Его звали Андрей, значит – мужчина, мужественный. А друзья называли его Ардом. А её – Ариной, Арой. Странные у них были отношения. Она присаживалась к нему на правое колено и сразу становилась похожей на виолончель, и он на ней как будто играл. Целовал, обнимал, поглаживал, пощипывал, но я – а влюблённые это за версту чуют – чувствовал, что не было между ними настоящей страсти, не говоря уже о любви. Они могли целоваться у всех на глазах, но, по-моему, ещё раз прошу прощения, секса между ними полнокровного не было. И быть не могло – так я чувствовал. А они считались официально женихом и невестой, да, да, даже день свадьбы был назначен, все это знали, сразу после возвращения из Болгарии они должны были пожениться.

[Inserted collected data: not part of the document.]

//! AniList GraphQL client
//!
//! Looks shows up by MyAnimeList id and reports airing progress:
//! status, planned episodes, the next episode to air and the recent
//! airing schedule.

use std::time::Duration;

use futures::future::{BoxFuture, FutureExt};
use serde::Deserialize;
use serde_json::json;

use super::{http_client, read_json, MetadataSource, SourceError, DEFAULT_TIMEOUT};
use crate::models::{AiringSignal, AiringState, ScheduledEpisode, ShowQuery, SourceKind};

const API_URL: &str = "https://graphql.anilist.co";

const MEDIA_BY_MAL_ID_QUERY: &str = r#"
query ($malId: Int) {
    Media(idMal: $malId, type: ANIME) {
        id
        episodes
        status
        nextAiringEpisode { episode airingAt }
        title { romaji english }
        airingSchedule(page: 1, perPage: 50, notYetAired: false) {
            edges { node { episode airingAt } }
        }
    }
}
"#;

/// AniList GraphQL API client (anonymous, read-only)
pub struct AniListClient {
    endpoint: String,
    client: reqwest::Client,
}

impl AniListClient {
    pub fn new() -> Self {
        Self::with_endpoint(API_URL)
    }

    /// Create a client against a custom endpoint (for testing)
    pub fn with_endpoint(endpoint: impl Into<String>) -> Self {
        Self {
            endpoint: endpoint.into(),
            client: http_client(DEFAULT_TIMEOUT),
        }
    }

    pub fn with_timeout(mut self, timeout: Duration) -> Self {
        self.client = http_client(timeout);
        self
    }

    /// Airing progress for the show with the given MAL id
    pub async fn media_by_mal_id(&self, mal_id: u64) -> Result<AiringSignal, SourceError> {
        tracing::debug!(mal_id, "AniList GraphQL request");

        let response = self
            .client
            .post(&self.endpoint)
            .header("Accept", "application/json")
            .json(&json!({
                "query": MEDIA_BY_MAL_ID_QUERY,
                "variables": { "malId": mal_id },
            }))
            .send()
            .await?;

        let parsed: GraphQlResponse = read_json(response).await?;

        if let Some(errors) = parsed.errors.filter(|e| !e.is_empty()) {
            let msg = errors
                .into_iter()
                .map(|e| e.message)
                .collect::<Vec<_>>()
                .join("; ");
            // AniList answers unknown ids with a "Not Found." error and null data
            if parsed
                .data
                .as_ref()
                .map(|d| d.media.is_none())
                .unwrap_or(true)
                && msg.contains("Not Found")
            {
                return Err(SourceError::NoSignal);
            }
            return Err(SourceError::Malformed(format!("GraphQL error: {}", msg)));
        }

        let media = parsed
            .data
            .and_then(|d| d.media)
            .ok_or(SourceError::NoSignal)?;

        tracing::debug!(
            mal_id,
            status = ?media.status,
            episodes = ?media.episodes,
            next = ?media.next_airing_episode.as_ref().and_then(|n| n.episode),
            "AniList media"
        );
        Ok(media.into_signal())
    }
}

impl Default for AniListClient {
    fn default() -> Self {
        Self::new()
    }
}

impl MetadataSource for AniListClient {
    fn kind(&self) -> SourceKind {
        SourceKind::AniList
    }

    fn airing_signal<'a>(
        &'a self,
        query: &'a ShowQuery,
    ) -> BoxFuture<'a, Result<AiringSignal, SourceError>> {
        self.media_by_mal_id(query.id).boxed()
    }
}

/// Map AniList's `MediaStatus` onto [`AiringState`]
pub fn map_status(status: Option<&str>) -> AiringState {
    match status {
        Some("RELEASING") => AiringState::CurrentlyAiring,
        Some("FINISHED") => AiringState::Completed,
        _ => AiringState::Unknown,
    }
}

// =============================================================================
// Response Structures (internal deserialization)
// =============================================================================

#[derive(Debug, Deserialize)]
struct GraphQlResponse {
    data: Option<Data>,
    errors: Option<Vec<GraphQlError>>,
}

#[derive(Debug, Deserialize)]
struct GraphQlError {
    message: String,
}

#[derive(Debug, Deserialize)]
struct Data {
    #[serde(rename = "Media")]
    media: Option<Media>,
}

#[derive(Debug, Deserialize)]
#[serde(rename_all = "camelCase")]
struct Media {
    episodes: Option<u32>,
    status: Option<String>,
    next_airing_episode: Option<AiringNode>,
    title: Option<MediaTitle>,
    airing_schedule: Option<AiringScheduleConnection>,
}

#[derive(Debug, Deserialize)]
struct MediaTitle {
    romaji: Option<String>,
    english: Option<String>,
}

#[derive(Debug, Deserialize)]
struct AiringScheduleConnection {
    #[serde(default)]
    edges: Vec<AiringEdge>,
}

#[derive(Debug, Deserialize)]
struct AiringEdge {
    node: Option<AiringNode>,
}

#[derive(Debug, Deserialize)]
#[serde(rename_all = "camelCase")]
struct AiringNode {
    episode: Option<u32>,
    airing_at: Option<i64>,
}

impl Media {
    fn into_signal(self) -> AiringSignal {
        let schedule = self
            .airing_schedule
            .map(|s| s.edges)
            .unwrap_or_default()
            .into_iter()
            .filter_map(|edge| edge.node)
            .filter_map(|node| {
                Some(ScheduledEpisode {
                    episode: node.episode?,
                    airing_at: node.airing_at?,
                })
            })
            .collect();

        let title = self.title.and_then(|t| t.romaji.or(t.english));

        AiringSignal {
            status: Some(map_status(self.status.as_deref())),
            planned_total: self.episodes.filter(|&e| e > 0),
            next_episode: self.next_airing_episode.and_then(|n| n.episode),
            schedule,
            title,
        }
    }
}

Но я видел, что они скучали друг с другом.

Он всё время что-то изображал, кого-то показывал.

То чопорного англичанина, то древнего шамкающего старика, то красотку-кокетку, то ребёнка, только-только научившегося говорить, то Горбачёва очень похоже, то Ельцина, то тенора-душку (и пел настоящим тенором), то в черепаху преображался… И всегда у него получалось смешно и похоже, а вот когда никого не изображал, он был скучным, каким-то пустым, недобрым, отталкивающим.

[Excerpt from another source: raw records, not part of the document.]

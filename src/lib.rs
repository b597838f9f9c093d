//! aniwatch - anime episode availability resolver
//!
//! Works out how many episodes of a show can be watched right now by
//! reconciling Jikan (MyAnimeList), AniList, Kitsu and MAL-Sync, which
//! rarely agree about shows that are still airing.
//!
//! # Modules
//!
//! - `models` - Queries, signals, estimates and search results
//! - `api` - API clients and the source traits the resolver consumes
//! - `resolver` - Override table, policy and the reconciliation itself
//! - `config` - TOML config file
//! - `cli` / `commands` - Command-line surface

pub mod api;
pub mod cli;
pub mod commands;
pub mod config;
pub mod models;
pub mod resolver;

// Re-export commonly used types
pub use models::{
    AiringSignal, AiringState, AnimeSummary, Provenance, ResolvedAvailability, ScheduledEpisode,
    ShowQuery, SourceEstimate, SourceKind,
};

pub use api::{
    AniListClient, EpisodeCountSource, JikanClient, KitsuClient, MalSyncClient, MetadataSource,
    SourceError,
};
pub use config::Config;
pub use resolver::{BackupPolicy, OverrideTable, Resolver, ResolverPolicy};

А ведь началась вторая часть нашего путешествия в Болгарию, когда все бригады отряда на берегу моря воссоединились для отдыха… Отдых был поначалу обычным приморским, но постепенно он превратился в оргию, тут можно было себе позволить то, чего нельзя на родине, где вино по талонам. Свобода. Мне стыдно об этом вспоминать. Только что работали как каторжные… Все, кроме Арда… То есть начинал-то он резво, больше всех накладывал себе в тачку, демонстрировал силу, мужественность, был передовиком, его фотографировали на доску почёта, и он смотрелся бравым стахановцем. В пример ставили, потом он вдруг заболевал непонятно чем и как будто умирал, то есть придуривался – я это вам ответственно, как врач, говорю – валялся в палатке, стонал, умирал и листал глянцевые журналы, которых в Союзе не было, а в Болгарии уже было много. Мужики наши начали относиться к нему с некоторым презрением, но он вдруг выздоравливал и опять рекорды бил, потом опять артистично симулировал.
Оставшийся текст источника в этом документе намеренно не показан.